WHAT YOU ARE ASKED TO DO: In the material below, find the line with "authoritative for verification." and the line with "this path present.", then output those two lines and every line between them, exactly.
--- WORKING DATA Enclosed Below ---
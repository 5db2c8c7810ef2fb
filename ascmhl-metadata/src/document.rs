// Copyright (c) The ascmhl Contributors
// SPDX-License-Identifier: MIT OR Apache-2.0

use crate::algorithm::HashValue;
use camino::Utf8PathBuf;
use chrono::{DateTime, Utc};
use serde::{Deserialize, Serialize};

/// An immutable snapshot of one seal, as written by `ManifestStore::append`.
///
/// A `GenerationDocument` never changes once it has been written to disk;
/// later seals only ever produce a new generation that references this one.
#[derive(Clone, Debug, Serialize, Deserialize)]
pub struct GenerationDocument {
    /// 1-based, contiguous within a sealed root.
    pub generation_number: u32,
    /// `None` only for generation 1.
    pub previous_generation: Option<u32>,
    /// Wall-clock time the seal was performed, in UTC.
    pub created_at: DateTime<Utc>,
    /// Hostname of the machine that performed the seal.
    pub creator_host: String,
    /// Username that performed the seal.
    pub creator_user: String,
    /// The sealed root's directory name, used when naming the generation file.
    pub root_name: String,
    /// Every file this seal observed, whether newly discovered, re-verified, or failing.
    pub files: Vec<FileRecord>,
    /// Every directory this seal computed digests for, including the root
    /// itself (recorded at path `""`).
    pub directories: Vec<DirectoryRecord>,
    /// Paths known from prior generations that were not found on disk this seal.
    pub missing: Vec<MissingRecord>,
    /// Nested sealed roots absorbed by this generation, by relative path.
    pub child_histories: Vec<ChildHistoryRecord>,
}

impl GenerationDocument {
    /// Returns the directory record for the sealed root itself.
    pub fn root_directory(&self) -> Option<&DirectoryRecord> {
        self.directories.iter().find(|d| d.path.as_str().is_empty())
    }

    /// Returns true if every file this generation touched verified cleanly
    /// and no prior entry went missing.
    pub fn is_clean(&self) -> bool {
        self.missing.is_empty()
            && self
                .files
                .iter()
                .all(|f| f.outcome.is_success())
    }
}

/// One file entry as recorded in a single generation.
#[derive(Clone, Debug, Serialize, Deserialize)]
pub struct FileRecord {
    /// Path relative to the sealed root, normalized per the rules in
    /// `ascmhl_core::path`.
    pub path: Utf8PathBuf,
    /// Size in bytes, as observed at seal time.
    pub size: u64,
    /// Last-modified timestamp, as observed at seal time. Recorded but not
    /// authoritative for verification.
    pub last_modified: Option<DateTime<Utc>>,
    /// Every hash computed for this file during this seal (not the full
    /// history — just what this generation newly verified or added).
    pub hashes: Vec<HashValue>,
    /// What the verifier concluded about this file.
    pub outcome: VerificationOutcome,
}

/// Two digests (content and structure), one hash value each, for a directory.
#[derive(Clone, Debug, Serialize, Deserialize)]
pub struct DirectoryRecord {
    /// Path relative to the sealed root. The sealed root itself is recorded
    /// at the empty path.
    pub path: Utf8PathBuf,
    /// Content digest in every algorithm this seal computed it in.
    pub content_digests: Vec<HashValue>,
    /// Structure digest in every algorithm this seal computed it in.
    pub structure_digests: Vec<HashValue>,
}

/// A path known from prior generations that this seal did not find on disk.
#[derive(Clone, Debug, Serialize, Deserialize)]
pub struct MissingRecord {
    /// Path relative to the sealed root.
    pub path: Utf8PathBuf,
    /// The most recent generation that observed this path present.
    pub last_known_generation: u32,
}

/// A reference to a nested sealed root absorbed into this generation.
#[derive(Clone, Debug, Serialize, Deserialize)]
pub struct ChildHistoryRecord {
    /// Path of the nested root, relative to this generation's sealed root.
    pub relative_path: Utf8PathBuf,
    /// The nested root's generation number as of this seal.
    pub generation_number: u32,
    /// The nested root's content digest at that generation.
    pub root_content_hash: HashValue,
    /// The nested root's structure digest at that generation.
    pub root_structure_hash: HashValue,
}

/// The outcome the per-file verification state machine settled on.
#[derive(Clone, Debug, Serialize, Deserialize)]
#[serde(tag = "kind", rename_all = "snake_case")]
pub enum VerificationOutcome {
    /// First time this path has ever been seen in this sealed root's history.
    NewFile,
    /// Every previously recorded hash matched; no new algorithm was added.
    Verified,
    /// Every previously recorded hash matched, and a new algorithm was added.
    VerifiedAndExtended,
    /// A previously recorded hash did not match what was observed on disk.
    HashMismatch {
        /// The hash recorded in a prior generation.
        previous: HashValue,
        /// The hash computed during this seal.
        observed: HashValue,
    },
    /// The path is known from prior generations but absent on disk.
    Missing,
    /// A symlink or other special file the walker does not hash.
    UnsupportedEntry {
        /// Human-readable reason, e.g. "symbolic link".
        reason: String,
    },
}

impl VerificationOutcome {
    /// Returns true for outcomes that don't affect the seal's exit code:
    /// `NewFile`, `Verified`, `VerifiedAndExtended`, and `UnsupportedEntry`
    /// (a note, not a failure — §7).
    pub fn is_success(&self) -> bool {
        matches!(
            self,
            VerificationOutcome::NewFile
                | VerificationOutcome::Verified
                | VerificationOutcome::VerifiedAndExtended
                | VerificationOutcome::UnsupportedEntry { .. }
        )
    }
}

#[cfg(test)]
mod tests {
    use super::*;
    use crate::algorithm::AlgorithmId;

    #[test]
    fn generation_document_round_trips_through_json() {
        let doc = GenerationDocument {
            generation_number: 1,
            previous_generation: None,
            created_at: DateTime::from_timestamp(0, 0).expect("valid timestamp"),
            creator_host: "workstation".to_string(),
            creator_user: "operator".to_string(),
            root_name: "R".to_string(),
            files: vec![FileRecord {
                path: Utf8PathBuf::from("Clips/a.mov"),
                size: 8,
                last_modified: None,
                hashes: vec![HashValue::new(AlgorithmId::Xxh64, vec![0u8; 8])],
                outcome: VerificationOutcome::NewFile,
            }],
            directories: vec![DirectoryRecord {
                path: Utf8PathBuf::from(""),
                content_digests: vec![HashValue::new(AlgorithmId::Xxh64, vec![1u8; 8])],
                structure_digests: vec![HashValue::new(AlgorithmId::Xxh64, vec![2u8; 8])],
            }],
            missing: Vec::new(),
            child_histories: Vec::new(),
        };

        let json = serde_json::to_string_pretty(&doc).expect("serialize");
        let round_tripped: GenerationDocument =
            serde_json::from_str(&json).expect("deserialize");

        assert_eq!(round_tripped.generation_number, 1);
        assert_eq!(round_tripped.files.len(), 1);
        assert!(round_tripped.is_clean());
        assert!(round_tripped.root_directory().is_some());
    }

    #[test]
    fn hash_mismatch_is_not_success() {
        let outcome = VerificationOutcome::HashMismatch {
            previous: HashValue::new(AlgorithmId::Xxh64, vec![0u8; 8]),
            observed: HashValue::new(AlgorithmId::Xxh64, vec![1u8; 8]),
        };
        assert!(!outcome.is_success());
    }

    #[test]
    fn unsupported_entry_is_a_note_not_a_failure() {
        let outcome = VerificationOutcome::UnsupportedEntry {
            reason: "symbolic links are not followed".to_string(),
        };
        assert!(outcome.is_success());
    }
}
--- End of Enclosed WORKING DATA ---
RESPONSE AREA:
    /// authoritative for verification.
    pub last_modified: Option<DateTime<Utc>>,
    /// Every hash computed for this file during this seal (not the full
    /// history — just what this generation newly verified or added).
    pub hashes: Vec<HashValue>,
    /// What the verifier concluded about this file.
    pub outcome: VerificationOutcome,
}

/// Two digests (content and structure), one hash value each, for a directory.
#[derive(Clone, Debug, Serialize, Deserialize)]
pub struct DirectoryRecord {
    /// Path relative to the sealed root. The sealed root itself is recorded
    /// at the empty path.
    pub path: Utf8PathBuf,
    /// Content digest in every algorithm this seal computed it in.
    pub content_digests: Vec<HashValue>,
    /// Structure digest in every algorithm this seal computed it in.
    pub structure_digests: Vec<HashValue>,
}

/// A path known from prior generations that this seal did not find on disk.
#[derive(Clone, Debug, Serialize, Deserialize)]
pub struct MissingRecord {
    /// Path relative to the sealed root.
    pub path: Utf8PathBuf,
    /// The most recent generation that observed this path present.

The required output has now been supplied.